| name | bmad-loop-sweep |
| description | Triage the deferred-work ledger for the bmad-loop orchestrator: verify every open entry against the actual codebase and return a machine-readable partition (bundles, already-resolved, blocked, skip, human decisions). Also migrates legacy pre-DW-format ledgers when invoked with --migrate. Automation-only — invoked by bmad-loop sweep runs, not by humans. |
Deferred-Work Sweep Triage
Goal: Classify every open entry in {implementation_artifacts}/deferred-work.md
into a machine-readable triage plan the orchestrator can validate and execute.
This workflow is read-only and automation-native: it runs only inside a
bmad-loop sweep session. You never edit the ledger, never edit code, never
ask questions. Your sole output is the result file. (The one exception is
migration mode, which edits exactly one file — the ledger.)
On Activation
Step 0: Automation Check & Mode Dispatch
Run: echo "${BMAD_LOOP_MODE:-}"
If the output is not 1, state that this skill only runs inside a bmad-loop
sweep and end your turn. Otherwise read ./automation-mode.md fully — its
rules and result schema govern this entire run.

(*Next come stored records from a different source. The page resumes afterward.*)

//! Error types for the effect runtime.
//!
//! Failures are values. Every [`Aff`](super::Aff) finishes with an
//! [`Outcome`], which is either the produced value or an [`Error`] drawn from
//! a small, closed taxonomy:
//!
//! - [`Error::Cancelled`]: the run was cancelled through its
//!   [`Environment`](super::Environment). Never recoverable by `catch` or
//!   `choose`.
//! - [`Error::EmptyAlternative`]: the identity element of alternation, produced
//!   by [`Aff::empty`](super::Aff::empty). Recoverable like a domain error.
//! - [`Error::Domain`]: an opaque user-supplied failure.
//!
//! # Examples
//!
//! ```rust
//! use lambars_aff::effect::{DomainError, Error};
//!
//! let error = Error::message("disk full");
//! assert_eq!(error.to_string(), "disk full");
//! assert!(error.is_recoverable());
//!
//! let io_error = std::io::Error::new(std::io::ErrorKind::NotFound, "missing");
//! let error = Error::from(DomainError::new(io_error));
//! assert!(error.downcast_ref::<std::io::Error>().is_some());
//!
//! assert!(!Error::Cancelled.is_recoverable());
//! ```

use std::fmt;
use std::sync::Arc;

/// The result of running an effect: `Ok(value)` on success, `Err(error)` on failure.
pub type Outcome<A> = Result<A, Error>;

/// Failure produced by running an effect.
#[derive(Debug, Clone, thiserror::Error)]
pub enum Error {
    /// The run was cancelled. Propagates through every recovery combinator.
    #[error("computation cancelled")]
    Cancelled,

    /// No alternative succeeded (the failure carried by `Aff::empty`).
    #[error("no alternative succeeded")]
    EmptyAlternative,

    /// A user-domain failure.
    #[error(transparent)]
    Domain(#[from] DomainError),
}

impl Error {
    /// Wraps any standard error as a domain failure.
    pub fn domain<E>(error: E) -> Self
    where
        E: std::error::Error + Send + Sync + 'static,
    {
        Self::Domain(DomainError::new(error))
    }

    /// Builds a domain failure from a plain message.
    pub fn message(text: impl Into<String>) -> Self {
        Self::Domain(DomainError::message(text))
    }

    /// Returns `true` for [`Error::Cancelled`].
    #[inline]
    pub const fn is_cancelled(&self) -> bool {
        matches!(self, Self::Cancelled)
    }

    /// Returns `true` for [`Error::EmptyAlternative`].
    #[inline]
    pub const fn is_empty_alternative(&self) -> bool {
        matches!(self, Self::EmptyAlternative)
    }

    /// Returns `true` when a recovery combinator may handle this failure.
    ///
    /// Everything except cancellation is recoverable.
    #[inline]
    pub const fn is_recoverable(&self) -> bool {
        !self.is_cancelled()
    }

    /// Downcasts the payload of a domain failure.
    pub fn downcast_ref<E>(&self) -> Option<&E>
    where
        E: std::error::Error + 'static,
    {
        match self {
            Self::Domain(domain) => domain.downcast_ref(),
            Self::Cancelled | Self::EmptyAlternative => None,
        }
    }
}

impl PartialEq for Error {
    fn eq(&self, other: &Self) -> bool {
        match (self, other) {
            (Self::Cancelled, Self::Cancelled)
            | (Self::EmptyAlternative, Self::EmptyAlternative) => true,
            (Self::Domain(left), Self::Domain(right)) => left == right,
            _ => false,
        }
    }
}

impl From<std::io::Error> for Error {
    fn from(error: std::io::Error) -> Self {
        Self::domain(error)
    }
}

/// Opaque user-domain failure.
///
/// Cloning is cheap: the payload is shared. Two domain errors compare equal
/// when they share a payload or render the same message.
#[derive(Clone)]
pub struct DomainError {
    payload: Arc<dyn std::error::Error + Send + Sync + 'static>,
}

#[derive(Debug, thiserror::Error)]
#[error("{0}")]
struct Message(String);

impl DomainError {
    /// Wraps an error value.
    pub fn new<E>(error: E) -> Self
    where
        E: std::error::Error + Send + Sync + 'static,
    {
        Self {
            payload: Arc::new(error),
        }
    }

    /// Builds a domain error that only carries a message.
    pub fn message(text: impl Into<String>) -> Self {
        Self::new(Message(text.into()))
    }

    /// Returns the payload as `E` if it has that type.
    pub fn downcast_ref<E>(&self) -> Option<&E>
    where
        E: std::error::Error + 'static,
    {
        let payload: &(dyn std::error::Error + 'static) = self.payload.as_ref();
        payload.downcast_ref::<E>()
    }
}

impl PartialEq for DomainError {
    fn eq(&self, other: &Self) -> bool {
        Arc::ptr_eq(&self.payload, &other.payload)
            || self.payload.to_string() == other.payload.to_string()
    }
}

impl fmt::Debug for DomainError {
    fn fmt(&self, formatter: &mut fmt::Formatter<'_>) -> fmt::Result {
        formatter
            .debug_tuple("DomainError")
            .field(&self.payload)
            .finish()
    }
}

impl fmt::Display for DomainError {
    fn fmt(&self, formatter: &mut fmt::Formatter<'_>) -> fmt::Result {
        fmt::Display::fmt(&self.payload, formatter)
    }
}

impl std::error::Error for DomainError {
    fn source(&self) -> Option<&(dyn std::error::Error + 'static)> {
        self.payload.source()
    }
}

#[cfg(test)]
mod tests {
    use super::*;
    use rstest::rstest;

    #[derive(Debug, thiserror::Error)]
    #[error("insufficient funds: {0}")]
    struct InsufficientFunds(u32);

    #[rstest]
    #[case(Error::Cancelled, "computation cancelled")]
    #[case(Error::EmptyAlternative, "no alternative succeeded")]
    #[case(Error::message("boom"), "boom")]
    fn test_error_display(#[case] error: Error, #[case] expected: &str) {
        assert_eq!(error.to_string(), expected);
    }

    #[rstest]
    fn test_only_cancellation_is_unrecoverable() {
        assert!(!Error::Cancelled.is_recoverable());
        assert!(Error::EmptyAlternative.is_recoverable());
        assert!(Error::message("x").is_recoverable());
    }

    #[rstest]
    fn test_downcast_domain_payload() {
        let error = Error::domain(InsufficientFunds(42));
        let payload = error.downcast_ref::<InsufficientFunds>();
        assert_eq!(payload.map(|funds| funds.0), Some(42));
        assert!(error.downcast_ref::<std::io::Error>().is_none());
        assert!(Error::Cancelled.downcast_ref::<InsufficientFunds>().is_none());
    }

    #[rstest]
    fn test_domain_equality_by_message_or_identity() {
        let error = Error::message("same");
        assert_eq!(error, error.clone());
        assert_eq!(Error::message("same"), Error::message("same"));
        assert_ne!(Error::message("same"), Error::message("other"));
        assert_ne!(Error::message("same"), Error::Cancelled);
    }

    #[rstest]
    fn test_io_error_converts_to_domain() {
        let error: Error = std::io::Error::other("socket closed").into();
        assert!(matches!(error, Error::Domain(_)));
        assert_eq!(error.to_string(), "socket closed");
    }
}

If the invocation carries --migrate <manifest-path>, this is a migration
session, not triage: read ./migration-mode.md and follow it instead of
Steps 1–4 below.
Step 1: Locate the ledger
Read {project-root}/_bmad/bmm/config.yaml to resolve implementation_artifacts,
then read {implementation_artifacts}/deferred-work.md in full. Open entries
are ### DW-<n>: blocks whose status: line is open. If the ledger is
missing or unreadable, escalate CRITICAL (type: missing-ledger) per
automation-mode.md and end your turn.
If the invocation carries --feedback <path>, read that file FIRST — it lists
the deterministic validation errors your previous attempt's result.json failed
on. Fix exactly those defects in this attempt's output.
Step 2: Verify every open entry against the code
Ledger statuses are known-unreliable: entries are often resolved by later work
but never marked done. For EACH open entry:
- Read its
location: (file/component) in the current tree.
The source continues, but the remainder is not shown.